Challenge : Comment avez-vous réagi face à cette crise en tant que Directeur général d’une grande compagnie maritime ?
La première chose était d’annoncer en mars 2020, qu’il n’y aurait pas de licenciement à notre niveau. Aussi, nous n’avons pas utilisé les moyens que l’Etat nous a donnés. Il s’agit d’une démarche citoyenne. Nous avons remarqué plus d’engagement de la part des salariés.
Nous avons également commencé à payer les fournisseurs avant les temps, ce qui a engendré une confiance mutuelle et nous a permis de garder le même niveau de qualité de services offerts à nos clients. Pour être honnête, il n’y a pas eu d’impact sur l’activité. Le secteur du transport et de la logistique n’a pas été impacté comme d’autres secteurs.

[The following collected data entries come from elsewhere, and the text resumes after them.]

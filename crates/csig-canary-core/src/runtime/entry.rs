// crates/csig-canary-core/src/runtime/entry.rs
// ============================================================================
// Module: Run Entry Point
// Description: Inbound `run(args, callback)` dispatch for both run variants.
// Purpose: Gate every run on shared setup and report exactly once.
// Dependencies: serde_json, crate::core, crate::interfaces
// ============================================================================

//! ## Overview
//! A run normalizes its arguments, resolves the environment, verifies the
//! embedded fixture, activates the environment, and only then touches remote
//! targets. Any failure before the first target is fatal for the whole run:
//! the report carries `success=false` and a top-level `error`, and no target
//! is attempted. The callback fires exactly once.

// ============================================================================
// SECTION: Imports
// ============================================================================

use std::sync::Arc;

use serde_json::Value;

use crate::core::environment::EnvironmentKey;
use crate::core::identifiers::CollectionScope;
use crate::core::report::RunDetail;
use crate::core::report::RunReport;
use crate::interfaces::AddonInstaller;
use crate::interfaces::AuditEvent;
use crate::interfaces::AuditLevel;
use crate::interfaces::AuditSink;
use crate::interfaces::CollectionTransport;
use crate::interfaces::ContentSignaturePrimitive;
use crate::interfaces::SettingsStore;
use crate::runtime::addons::AddonHarness;
use crate::runtime::args::RunRequest;
use crate::runtime::args::normalize_args;
use crate::runtime::orchestrator::OrchestratorConfig;
use crate::runtime::orchestrator::VerificationOrchestrator;
use crate::runtime::orchestrator::VerificationTarget;
use crate::runtime::verifier::SignatureVerifier;

// ============================================================================
// SECTION: Services
// ============================================================================

/// Collaborators wired into a run.
#[derive(Clone)]
pub struct CanaryServices {
    /// HTTP transport.
    pub transport: Arc<dyn CollectionTransport>,
    /// Black-box verification primitive.
    pub primitive: Arc<dyn ContentSignaturePrimitive>,
    /// Host settings store.
    pub settings: Arc<dyn SettingsStore>,
    /// Audit sink.
    pub audit: Arc<dyn AuditSink>,
    /// Addon installer, required only for addon runs.
    pub installer: Option<Arc<dyn AddonInstaller>>,
}

// ============================================================================
// SECTION: Entry Point
// ============================================================================

/// Executes a run and hands the verdict to `report` exactly once.
pub async fn run<F>(args: &Value, services: &CanaryServices, config: OrchestratorConfig, report: F)
where
    F: FnOnce(bool, RunDetail),
{
    let outcome = execute(args, services, config).await;
    report(outcome.success, outcome.result);
}

/// Executes a run and returns the final report.
pub async fn execute(
    args: &Value,
    services: &CanaryServices,
    config: OrchestratorConfig,
) -> RunReport {
    let detail = match normalize_args(args) {
        Ok(RunRequest::ContentSignature {
            environment,
            targets,
        }) => run_content_signature(&environment, targets, services, config).await,
        Ok(RunRequest::Addon {
            environment,
            xpi_urls,
        }) => run_addons(&environment, &xpi_urls, services, config).await,
        Err(err) => RunDetail::aborted(err.to_string(), Vec::new(), false),
    };
    let success = detail.success();
    services.audit.record(&AuditEvent::new(
        "run_finished",
        AuditLevel::Info,
        None,
        None,
        format!("run finished with success={success}"),
    ));
    RunReport {
        success,
        result: detail,
    }
}

/// Content-signature variant: fixture gate, then every target in order.
async fn run_content_signature(
    environment: &str,
    scopes: Vec<CollectionScope>,
    services: &CanaryServices,
    config: OrchestratorConfig,
) -> RunDetail {
    let mut messages = Vec::new();
    let key = match EnvironmentKey::parse(environment) {
        Ok(key) => key,
        Err(err) => return RunDetail::aborted(err.to_string(), messages, false),
    };
    let verifier = SignatureVerifier::new(Arc::clone(&services.primitive), config.verify_timeout);
    let mut orchestrator = VerificationOrchestrator::new(
        Arc::clone(&services.transport),
        verifier,
        Arc::clone(&services.settings),
        Arc::clone(&services.audit),
        config,
    );

    let fixture_verified = match orchestrator.verify_fixture().await {
        Ok(verified) => verified,
        Err(err) => {
            messages.push(format!("fixture verification raised: {err}"));
            return RunDetail::aborted("fixture self-check raised", messages, false);
        }
    };
    messages.push(format!("verified fixture with result: {fixture_verified}"));
    if !fixture_verified {
        return RunDetail::aborted("fixture self-check failed", messages, false);
    }

    match orchestrator.switch_environment(key) {
        Ok(env) => messages.push(format!("switched environment to {} ({})", env.key, env.server_url)),
        Err(err) => return RunDetail::aborted(err.to_string(), messages, fixture_verified),
    }

    let targets: Vec<VerificationTarget> =
        scopes.into_iter().map(|scope| VerificationTarget::new(scope, key)).collect();
    messages.push(format!("testing {} collections", targets.len()));
    let results = orchestrator.verify_targets(&targets).await;
    RunDetail::content_signature(results, messages, fixture_verified)
}

/// Addon variant: requires an installer collaborator.
async fn run_addons(
    environment: &str,
    urls: &[String],
    services: &CanaryServices,
    config: OrchestratorConfig,
) -> RunDetail {
    let Some(installer) = services.installer.as_ref() else {
        return RunDetail::aborted("no addon installer configured", Vec::new(), false);
    };
    let harness = AddonHarness::new(
        Arc::clone(installer),
        Arc::clone(&services.settings),
        Arc::clone(&services.audit),
        config.step_timeout,
    );
    harness.run(environment, urls).await
}
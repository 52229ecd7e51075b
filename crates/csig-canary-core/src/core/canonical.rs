// crates/csig-canary-core/src/core/canonical.rs
// ============================================================================
// Module: Canonical Serializer
// Description: Canonical JSON encoding of signed collection payloads.
// Purpose: Reproduce the exact bytes the collection signer signed upstream.
// Dependencies: serde, serde_jcs, serde_json, sha2
// ============================================================================

//! ## Overview
//! The signed payload is `{"data": [...records], "last_modified": "<ts>"}`
//! encoded with RFC 8785 (JCS) and then ASCII-escaped: every character at or
//! above U+007F becomes a lowercase `\uXXXX` escape, matching the upstream
//! canonical JSON writer byte for byte. Escaping after JCS is sound because
//! non-ASCII characters only occur inside JSON strings.
//!
//! Integers outside the IEEE-754 safe range cannot round-trip through the
//! upstream number model and are rejected rather than silently rounded.

// ============================================================================
// SECTION: Imports
// ============================================================================

use std::fmt::Write as _;

use serde::Serialize;
use serde_json::Value;
use sha2::Digest;
use sha2::Sha256;

use crate::core::records::Record;
use crate::core::records::RecordSet;
use crate::core::records::SerializationError;

// ============================================================================
// SECTION: Constants
// ============================================================================

/// Largest integer magnitude representable exactly as an IEEE-754 double.
pub const MAX_SAFE_INTEGER: u64 = (1 << 53) - 1;

/// First code point that is escaped in canonical output (DEL).
const FIRST_ESCAPED_CODE_POINT: u32 = 0x7f;

// ============================================================================
// SECTION: Payload
// ============================================================================

/// Shape of the signed payload.
#[derive(Serialize)]
struct SignedPayload<'a> {
    /// Merged records in signing order.
    data: &'a [Record],
    /// High-water mark timestamp as a decimal string.
    last_modified: String,
}

// ============================================================================
// SECTION: Canonicalization
// ============================================================================

/// Serializes a record set and its timestamp into the signed byte string.
///
/// The output is a pure function of the ordered records and the timestamp.
///
/// # Errors
///
/// Returns [`SerializationError`] when a record holds a value that has no
/// canonical encoding.
pub fn canonicalize(records: &RecordSet, timestamp: u64) -> Result<Vec<u8>, SerializationError> {
    for (index, record) in records.records().iter().enumerate() {
        for (key, value) in record.fields() {
            check_representable(value, &format!("/data/{index}/{}", escape_pointer(key)))?;
        }
    }
    let payload = SignedPayload {
        data: records.records(),
        last_modified: timestamp.to_string(),
    };
    canonical_json_bytes(&payload)
}

/// Returns canonical, ASCII-escaped JSON bytes for any serializable value.
///
/// # Errors
///
/// Returns [`SerializationError::Canonicalization`] when serialization fails.
pub fn canonical_json_bytes<T: Serialize + ?Sized>(
    value: &T,
) -> Result<Vec<u8>, SerializationError> {
    let text = serde_jcs::to_string(value)
        .map_err(|err| SerializationError::Canonicalization(err.to_string()))?;
    Ok(escape_non_ascii(&text).into_bytes())
}

/// Escapes every character at or above U+007F as lowercase `\uXXXX` units.
fn escape_non_ascii(text: &str) -> String {
    let mut out = String::with_capacity(text.len());
    let mut units = [0u16; 2];
    for ch in text.chars() {
        if u32::from(ch) < FIRST_ESCAPED_CODE_POINT {
            out.push(ch);
            continue;
        }
        for unit in &*ch.encode_utf16(&mut units) {
            let _ = write!(out, "\\u{unit:04x}");
        }
    }
    out
}

/// Rejects integers that cannot be represented exactly downstream.
fn check_representable(value: &Value, path: &str) -> Result<(), SerializationError> {
    match value {
        Value::Number(number) => {
            let in_range = match (number.as_u64(), number.as_i64()) {
                (Some(unsigned), _) => unsigned <= MAX_SAFE_INTEGER,
                (None, Some(signed)) => signed.unsigned_abs() <= MAX_SAFE_INTEGER,
                (None, None) => number.as_f64().is_some_and(f64::is_finite),
            };
            if in_range {
                Ok(())
            } else {
                Err(SerializationError::UnrepresentableNumber {
                    path: path.to_string(),
                })
            }
        }
        Value::Array(items) => items
            .iter()
            .enumerate()
            .try_for_each(|(index, item)| check_representable(item, &format!("{path}/{index}"))),
        Value::Object(fields) => fields.iter().try_for_each(|(key, item)| {
            check_representable(item, &format!("{path}/{}", escape_pointer(key)))
        }),
        Value::Null | Value::Bool(_) | Value::String(_) => Ok(()),
    }
}

/// Escapes a key for use inside a JSON pointer.
fn escape_pointer(key: &str) -> String {
    key.replace('~', "~0").replace('/', "~1")
}

// ============================================================================
// SECTION: Digests
// ============================================================================

/// Returns the lowercase hex SHA-256 digest of the given bytes.
///
/// Used in trace messages so runs can be compared without dumping payloads.
#[must_use]
pub fn sha256_hex(bytes: &[u8]) -> String {
    let mut hasher = Sha256::new();
    hasher.update(bytes);
    hex_encode(&hasher.finalize())
}

/// Encodes bytes as a lowercase hex string.
fn hex_encode(bytes: &[u8]) -> String {
    const HEX: &[u8; 16] = b"0123456789abcdef";
    let mut out = String::with_capacity(bytes.len() * 2);
    for byte in bytes {
        out.push(HEX[(byte >> 4) as usize] as char);
        out.push(HEX[(byte & 0x0f) as usize] as char);
    }
    out
}

// ============================================================================
// SECTION: Tests
// ============================================================================
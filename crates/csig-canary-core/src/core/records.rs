// crates/csig-canary-core/src/core/records.rs
// ============================================================================
// Module: Canary Records
// Description: Record and record-set model for signed collections.
// Purpose: Carry opaque server records with their required timestamp field.
// Dependencies: serde, serde_json, thiserror
// ============================================================================

//! ## Overview
//! A [`Record`] is an opaque JSON object. The only field the canary inspects is
//! `last_modified` (required unsigned integer) and, during reconciliation, the
//! string `id`. Everything else passes through untouched into the canonical
//! payload.

// ============================================================================
// SECTION: Imports
// ============================================================================

use serde::Deserialize;
use serde::Serialize;
use serde_json::Map;
use serde_json::Value;
use thiserror::Error;

// ============================================================================
// SECTION: Field Names
// ============================================================================

/// Record timestamp field.
pub const LAST_MODIFIED_FIELD: &str = "last_modified";
/// Record identity field used for reconciliation.
pub const ID_FIELD: &str = "id";
/// Tombstone marker on remote records.
pub const DELETED_FIELD: &str = "deleted";
/// Local sync-status field that never takes part in the signed payload.
pub const LOCAL_STATUS_FIELD: &str = "_status";

// ============================================================================
// SECTION: Errors
// ============================================================================

/// Errors raised when a record set cannot be canonicalized.
#[derive(Debug, Clone, PartialEq, Eq, Error)]
pub enum SerializationError {
    /// A record entry is not a JSON object.
    #[error("record at index {index} is not an object")]
    NotAnObject {
        /// Position of the offending record.
        index: usize,
    },
    /// A record lacks an unsigned integer `last_modified`.
    #[error("record {record} has no unsigned integer last_modified")]
    InvalidLastModified {
        /// Record id when available, otherwise its position.
        record: String,
    },
    /// Reconciliation needs a string `id` on every record.
    #[error("record at index {index} has no string id")]
    MissingId {
        /// Position of the offending record.
        index: usize,
    },
    /// A number cannot be represented exactly in the canonical encoding.
    #[error("value at {path} is outside the canonical integer range")]
    UnrepresentableNumber {
        /// JSON pointer to the offending value.
        path: String,
    },
    /// The canonical encoder rejected the payload.
    #[error("failed to canonicalize json: {0}")]
    Canonicalization(String),
}

// ============================================================================
// SECTION: Record
// ============================================================================

/// One settings record: an opaque JSON object with a `last_modified` field.
#[derive(Debug, Clone, PartialEq, Serialize, Deserialize)]
#[serde(transparent)]
pub struct Record(Map<String, Value>);

impl Record {
    /// Wraps an existing JSON object.
    #[must_use]
    pub const fn new(fields: Map<String, Value>) -> Self {
        Self(fields)
    }

    /// Builds a record from an arbitrary JSON value.
    ///
    /// # Errors
    ///
    /// Returns [`SerializationError::NotAnObject`] when the value is not an
    /// object.
    pub fn from_value(value: Value, index: usize) -> Result<Self, SerializationError> {
        match value {
            Value::Object(fields) => Ok(Self(fields)),
            _ => Err(SerializationError::NotAnObject {
                index,
            }),
        }
    }

    /// Returns the record `id` when it is a string.
    #[must_use]
    pub fn id(&self) -> Option<&str> {
        self.0.get(ID_FIELD).and_then(Value::as_str)
    }

    /// Returns the record's `last_modified` timestamp.
    ///
    /// # Errors
    ///
    /// Returns [`SerializationError::InvalidLastModified`] when the field is
    /// missing or not an unsigned integer.
    pub fn last_modified(&self) -> Result<u64, SerializationError> {
        self.0.get(LAST_MODIFIED_FIELD).and_then(Value::as_u64).ok_or_else(|| {
            SerializationError::InvalidLastModified {
                record: self.id().unwrap_or("<no id>").to_string(),
            }
        })
    }

    /// Returns true when the record is a remote tombstone.
    #[must_use]
    pub fn is_deleted(&self) -> bool {
        self.0.get(DELETED_FIELD).and_then(Value::as_bool).unwrap_or(false)
    }

    /// Returns the record without local-only fields.
    #[must_use]
    pub fn without_local_fields(mut self) -> Self {
        self.0.remove(LOCAL_STATUS_FIELD);
        self
    }

    /// Returns the underlying JSON object.
    #[must_use]
    pub const fn fields(&self) -> &Map<String, Value> {
        &self.0
    }
}

// ============================================================================
// SECTION: Record Set
// ============================================================================

/// Ordered sequence of records as served by the `/records` endpoint.
#[derive(Debug, Clone, Default, PartialEq, Serialize, Deserialize)]
#[serde(transparent)]
pub struct RecordSet(Vec<Record>);

impl RecordSet {
    /// Creates a record set from records in their given order.
    #[must_use]
    pub const fn new(records: Vec<Record>) -> Self {
        Self(records)
    }

    /// Parses the `data` array of a `/records` response body.
    ///
    /// # Errors
    ///
    /// Returns [`SerializationError`] when `data` is missing or contains
    /// non-object entries.
    pub fn from_response(body: &Value) -> Result<Self, SerializationError> {
        let Some(Value::Array(items)) = body.get("data") else {
            return Err(SerializationError::Canonicalization(
                "records response has no data array".to_string(),
            ));
        };
        items
            .iter()
            .cloned()
            .enumerate()
            .map(|(index, item)| Record::from_value(item, index))
            .collect::<Result<Vec<_>, _>>()
            .map(Self)
    }

    /// Returns the records in order.
    #[must_use]
    pub fn records(&self) -> &[Record] {
        &self.0
    }

    /// Returns the number of records.
    #[must_use]
    pub fn len(&self) -> usize {
        self.0.len()
    }

    /// Returns true when the set has no records.
    #[must_use]
    pub fn is_empty(&self) -> bool {
        self.0.is_empty()
    }

    /// Returns the maximum `last_modified` across the set, or 0 when empty.
    ///
    /// # Errors
    ///
    /// Returns [`SerializationError::InvalidLastModified`] when any record
    /// lacks a valid timestamp.
    pub fn max_last_modified(&self) -> Result<u64, SerializationError> {
        self.0.iter().try_fold(0, |max, record| Ok(max.max(record.last_modified()?)))
    }
}

impl From<Vec<Record>> for RecordSet {
    fn from(records: Vec<Record>) -> Self {
        Self(records)
    }
}
impl CanaryConfig {
    /// Loads configuration from disk using the default resolution rules.
    ///
    /// # Errors
    ///
    /// Returns [`ConfigError`] when loading or validation fails.
    pub fn load(path: Option<&Path>) -> Result<Self, ConfigError> {
        let resolved = resolve_path(path)?;
        Self::load_resolved(&resolved)
    }

    /// Loads configuration, falling back to defaults when no file exists.
    ///
    /// An explicit path or `CSIG_CANARY_CONFIG` must point at a readable file;
    /// only the implicit `csig-canary.toml` may be absent.
    ///
    /// # Errors
    ///
    /// Returns [`ConfigError`] when loading or validation fails.
    pub fn load_or_default(path: Option<&Path>) -> Result<Self, ConfigError> {
        let resolved = resolve_path(path)?;
        let implicit = path.is_none() && env::var_os(CONFIG_ENV_VAR).is_none();
        if implicit && !resolved.exists() {
            let mut config = Self::default();
            config.apply_env_overrides(|key| env::var(key).ok())?;
            config.validate()?;
            return Ok(config);
        }
        Self::load_resolved(&resolved)
    }

    /// Reads, parses, overrides, and validates one resolved path.
    fn load_resolved(resolved: &Path) -> Result<Self, ConfigError> {
        validate_path(resolved)?;
        let bytes = fs::read(resolved).map_err(|err| ConfigError::Io(err.to_string()))?;
        if bytes.len() > MAX_CONFIG_FILE_SIZE {
            return Err(ConfigError::Invalid("config file exceeds size limit".to_string()));
        }
        let content = std::str::from_utf8(&bytes)
            .map_err(|_| ConfigError::Invalid("config file must be utf-8".to_string()))?;
        let mut config: Self =
            toml::from_str(content).map_err(|err| ConfigError::Parse(err.to_string()))?;
        config.apply_env_overrides(|key| env::var(key).ok())?;
        config.validate()?;
        Ok(config)
    }

    /// Applies driver environment overrides through `lookup`.
    ///
    /// # Errors
    ///
    /// Returns [`ConfigError::Invalid`] when `CANARY_LOG_LEVEL` is unknown.
    pub fn apply_env_overrides<F>(&mut self, lookup: F) -> Result<(), ConfigError>
    where
        F: Fn(&str) -> Option<String>,
    {
        if let Some(environment) = lookup(ENVIRONMENT_ENV_VAR) {
            self.run.environment = Some(environment.trim().to_string());
        }
        if let Some(collections) = lookup(COLLECTIONS_ENV_VAR) {
            self.run.collections = collections
                .split(',')
                .map(str::trim)
                .filter(|entry| !entry.is_empty())
                .map(str::to_string)
                .collect();
            self.run.xpi_urls.clear();
        }
        if let Some(level) = lookup(LOG_LEVEL_ENV_VAR) {
            self.logging.level = LogLevel::parse(&level)?;
        }
        Ok(())
    }

    /// Validates the configuration for internal consistency.
    ///
    /// # Errors
    ///
    /// Returns [`ConfigError`] when configuration is invalid.
    pub fn validate(&self) -> Result<(), ConfigError> {
        self.run.validate()?;
        self.http.validate()?;
        if let Some(verifier) = &self.verifier {
            verifier.validate()?;
        }
        if let Some(command) = &self.addons.installer_command {
            validate_path_string("addons.installer_command", command)?;
        }
        if let Some(path) = &self.logging.audit_log {
            validate_path_string("logging.audit_log", &path.to_string_lossy())?;
        }
        Ok(())
    }

    /// Returns the orchestrator tuning implied by this configuration.
    #[must_use]
    pub fn orchestrator_config(&self) -> OrchestratorConfig {
        let verify_timeout_ms =
            self.verifier.as_ref().map_or(DEFAULT_TIMEOUT_MS, |verifier| verifier.timeout_ms);
        OrchestratorConfig {
            step_timeout: Duration::from_millis(self.run.step_timeout_ms),
            verify_timeout: Duration::from_millis(verify_timeout_ms),
            merge_mode: self.run.merge_mode,
            debug: self.logging.level == LogLevel::Debug,
        }
    }
}

// ============================================================================
// SECTION: Errors
// ============================================================================

/// Configuration errors.
#[derive(Debug, Error)]
pub enum ConfigError {
    /// I/O error while reading config.
    #[error("config io error: {0}")]
    Io(String),
    /// TOML parsing error.
    #[error("config parse error: {0}")]
    Parse(String),
    /// Invalid configuration data.
    #[error("invalid config: {0}")]
    Invalid(String),
}

// ============================================================================
// SECTION: Helpers
// ============================================================================

/// Default timeout for serde.
const fn default_timeout_ms() -> u64 {
    DEFAULT_TIMEOUT_MS
}

/// Default response limit for serde.
const fn default_max_response_bytes() -> usize {
    DEFAULT_MAX_RESPONSE_BYTES
}

/// Default redirect hops for serde.
const fn default_max_redirects() -> usize {
    DEFAULT_MAX_REDIRECTS
}

/// Default user agent for serde.
fn default_user_agent() -> String {
    concat!("csig-canary/", env!("CARGO_PKG_VERSION")).to_string()
}

/// Resolves the config path from CLI or environment defaults.
fn resolve_path(path: Option<&Path>) -> Result<PathBuf, ConfigError> {
    if let Some(path) = path {
        return Ok(path.to_path_buf());
    }
    if let Ok(env_path) = env::var(CONFIG_ENV_VAR) {
        if env_path.len() > MAX_TOTAL_PATH_LENGTH {
            return Err(ConfigError::Invalid("config path exceeds max length".to_string()));
        }
        return Ok(PathBuf::from(env_path));
    }
    Ok(PathBuf::from(DEFAULT_CONFIG_NAME))
}

/// Validates the resolved path against length limits.
fn validate_path(path: &Path) -> Result<(), ConfigError> {
    let text = path.to_string_lossy();
    if text.len() > MAX_TOTAL_PATH_LENGTH {
        return Err(ConfigError::Invalid("config path exceeds max length".to_string()));
    }
    for component in path.components() {
        let value = component.as_os_str().to_string_lossy();
        if value.len() > MAX_PATH_COMPONENT_LENGTH {
            return Err(ConfigError::Invalid("config path component too long".to_string()));
        }
    }
    Ok(())
}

Challenge : Quelles sont les solutions ?
Le Maroc a réussi à s’approvisionner en vaccins malgré le contexte international, grâce à sa diplomatie et son carnet d’adresses. Il s’agit pour moi d’un exploit. Une des solutions consiste à utiliser ces contacts. Aussi, le complexe portuaire de Tanger Med est un outil très important qui permet d’avoir des relations privilégiées avec les acteurs du secteur. 5 entreprises du top 10 mondial des compagnies de transport maritime se trouvent à Tanger Med.
Avec un peu d’influence, nous pouvons assurer des allocations pour le Maroc. Nous pouvons également exercer du lobbying pour au moins aligner les prix avec ceux pratiqués en Europe. En gros, il s’agit de dupliquer l’expérience des vaccins.